▶ **Problem details**
With both ends included, transcribe exactly the records below from their first line to the line that contains "#[derive(Debug, Clone)]".

▶ **Provided entries**
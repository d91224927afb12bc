// Validated JSON bodies

use axum::{
    extract::{FromRequest, Request},
    Json,
};
use serde::de::DeserializeOwned;
use validator::Validate;

use crate::utils::ApiError;

/// `Json<T>` that has also passed `T`'s validation rules
#[derive(Debug, Clone)]
pub struct ValidatedJson<T>(pub T);

impl<T, S> FromRequest<S> for ValidatedJson<T>
where
    T: DeserializeOwned + Validate,
    S: Send + Sync,
{
    type Rejection = ApiError;

    async fn from_request(req: Request, state: &S) -> Result<Self, Self::Rejection> {
        let Json(value) = Json::<T>::from_request(req, state).await?;
        value.validate()?;
        Ok(ValidatedJson(value))
    }
}

#[cfg(test)]
mod tests {
    use super::*;
    use crate::models::{LoginRequest, RegisterRequest};
    use axum::{body::Body, http::StatusCode};

    fn json_request(body: &'static str) -> Request {
        axum::http::Request::builder()
            .method("POST")
            .uri("/")
            .header("content-type", "application/json")
            .body(Body::from(body))
            .unwrap()
    }

    #[tokio::test]
    async fn test_valid_body_passes() {
        let ValidatedJson(login) = ValidatedJson::<LoginRequest>::from_request(
            json_request(r#"{"email":"a@b.com","password":"x"}"#),
            &(),
        )
        .await
        .unwrap();
        assert_eq!(login.email, "a@b.com");
    }

    #[tokio::test]
    async fn test_syntax_error_is_malformed_input() {
        let err = ValidatedJson::<LoginRequest>::from_request(json_request(r#"{"email":"#), &())
            .await
            .unwrap_err();
        assert!(matches!(err, ApiError::MalformedInput));
    }

    #[tokio::test]
    async fn test_wrong_shape_is_bad_request() {
        let err = ValidatedJson::<LoginRequest>::from_request(
            json_request(r#"{"email":"a@b.com"}"#),
            &(),
        )
        .await
        .unwrap_err();
        assert_eq!(err.status_code(), StatusCode::BAD_REQUEST);
    }

    #[tokio::test]
    async fn test_rule_failure_names_the_field() {
        let err = ValidatedJson::<RegisterRequest>::from_request(
            json_request(r#"{"email":"a@b.com","password":"abc"}"#),
            &(),
        )
        .await
        .unwrap_err();
        assert_eq!(err.status_code(), StatusCode::BAD_REQUEST);
        let message = err.to_json()["message"].as_str().unwrap().to_string();
        assert!(message.starts_with("password:"), "{}", message);
    }

    #[tokio::test]
    async fn test_missing_content_type_is_bad_request() {
        let request = axum::http::Request::builder()
            .method("POST")
            .uri("/")
            .body(Body::from(r#"{"email":"a@b.com","password":"x"}"#))
            .unwrap();

        let err = ValidatedJson::<LoginRequest>::from_request(request, &())
            .await
            .unwrap_err();
        assert_eq!(err.status_code(), StatusCode::BAD_REQUEST);
    }
}
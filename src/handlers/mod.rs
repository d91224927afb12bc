// HTTP handlers for the users API

pub mod users;

use crate::app::AppState;
use axum::{
    routing::{get, post},
    Router,
};

// User routes, mounted at /users
pub fn users_routes() -> Router<AppState> {
    Router::new()
        .route("/", get(users::list_users).post(users::register))
        .route("/login", post(users::login))
        .route(
            "/{id}",
            get(users::get_user)
                .put(users::update_user)
                .delete(users::delete_user)
                .patch(users::toggle_business),
        )
}
// Embedded schema migrations, applied at startup when the Postgres store is
// selected

pub mod diesel;

use crate::app_config::{AppConfig, StorageBackend};
use std::error::Error;
use tracing::{error, info};

/// Whether startup should apply migrations for this configuration
pub fn should_run_migrations(config: &AppConfig) -> bool {
    config.storage == StorageBackend::Postgres && !config.disable_embedded_migrations
}

pub async fn run_all_migrations(config: &AppConfig) -> Result<(), Box<dyn Error + Send + Sync>> {
    info!(
        "[MIGRATIONS] Running Diesel migrations for environment: {}",
        config.server.environment
    );

    match diesel::run_migrations(config.database.url.clone()).await {
        Ok(0) => info!("[MIGRATIONS] ✓ Diesel migrations up to date"),
        Ok(applied) => info!("[MIGRATIONS] ✓ Applied {} Diesel migrations", applied),
        Err(e) => {
            error!("[MIGRATIONS] ✗ Diesel migration failed: {}", e);
            return Err(format!("Diesel migration failed: {}", e).into());
        },
    }

    Ok(())
}
// In-process user store
// Backs STORAGE_BACKEND=memory and the integration tests. A single RwLock
// guards the map, so each operation is atomic with respect to the others.

use async_trait::async_trait;
use std::collections::HashMap;
use tokio::sync::RwLock;
use uuid::Uuid;

use crate::db::user_store::{StoreError, StoreResult, UserStore};
use crate::models::{NewUser, User, UserChanges};

#[derive(Default)]
pub struct MemoryUserStore {
    users: RwLock<HashMap<Uuid, User>>,
}

impl MemoryUserStore {
    pub fn new() -> Self {
        Self::default()
    }

    fn email_taken(users: &HashMap<Uuid, User>, email: &str, except: Option<Uuid>) -> bool {
        users
            .values()
            .any(|u| u.email == email && Some(u.id) != except)
    }
}

fn duplicate_email(email: &str) -> StoreError {
    StoreError::DuplicateKey {
        field: "email".to_string(),
        value: email.to_string(),
    }
}

#[async_trait]
impl UserStore for MemoryUserStore {
    async fn list(&self) -> StoreResult<Vec<User>> {
        let users = self.users.read().await;
        let mut all: Vec<User> = users.values().cloned().collect();
        all.sort_by_key(|u| u.created_at);
        Ok(all)
    }

    async fn find_by_id(&self, id: Uuid) -> StoreResult<Option<User>> {
        Ok(self.users.read().await.get(&id).cloned())
    }

    async fn find_by_email(&self, email: &str) -> StoreResult<Option<User>> {
        let users = self.users.read().await;
        Ok(users.values().find(|u| u.email == email).cloned())
    }

    async fn insert(&self, user: NewUser) -> StoreResult<User> {
        let mut users = self.users.write().await;
        if Self::email_taken(&users, &user.email, None) {
            return Err(duplicate_email(&user.email));
        }

        let user = user.into_user();
        users.insert(user.id, user.clone());
        Ok(user)
    }

    async fn update(&self, id: Uuid, changes: UserChanges) -> StoreResult<Option<User>> {
        let mut users = self.users.write().await;
        if !users.contains_key(&id) {
            return Ok(None);
        }
        if Self::email_taken(&users, &changes.email, Some(id)) {
            return Err(duplicate_email(&changes.email));
        }

        Ok(users.get_mut(&id).map(|user| {
            changes.apply_to(user);
            user.clone()
        }))
    }

    async fn toggle_business(&self, id: Uuid) -> StoreResult<Option<User>> {
        let mut users = self.users.write().await;
        Ok(users.get_mut(&id).map(|user| {
            user.is_business = !user.is_business;
            user.updated_at = chrono::Utc::now();
            user.clone()
        }))
    }

    async fn promote_to_admin(&self, id: Uuid) -> StoreResult<Option<User>> {
        let mut users = self.users.write().await;
        Ok(users.get_mut(&id).map(|user| {
            user.is_admin = true;
            user.updated_at = chrono::Utc::now();
            user.clone()
        }))
    }

    async fn delete(&self, id: Uuid) -> StoreResult<Option<User>> {
        Ok(self.users.write().await.remove(&id))
    }

    async fn health_check(&self) -> StoreResult<()> {
        Ok(())
    }
}
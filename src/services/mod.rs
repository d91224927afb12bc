// Services module for the users API
// Business logic layer for the application

pub mod jwt;
pub mod user;

// Re-export commonly used services
pub use jwt::{JwtConfig, JwtError, JwtService};
pub use user::UserService;
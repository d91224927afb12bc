// Session token claims

use serde::{Deserialize, Serialize};

/// Claims carried by the bearer token issued on login
#[derive(Debug, Clone, Serialize, Deserialize, PartialEq)]
pub struct AccessTokenClaims {
    /// User ID (subject)
    pub sub: String,

    /// JWT ID (UUID format)
    pub jti: String,

    /// User email address
    pub email: String,

    /// Admin role flag
    pub admin: bool,

    /// Business account flag at the time of issue
    pub business: bool,

    pub aud: String,
    pub iss: String,

    /// Issued at timestamp (Unix epoch seconds)
    pub iat: u64,

    /// Expires at timestamp (Unix epoch seconds)
    pub exp: u64,
}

▶ **Reply**
repository d91224927afb12bc
// Validated JSON bodies

use axum::{
    extract::{FromRequest, Request},
    Json,
};
use serde::de::DeserializeOwned;
use validator::Validate;

use crate::utils::ApiError;

/// `Json<T>` that has also passed `T`'s validation rules
#[derive(Debug, Clone)]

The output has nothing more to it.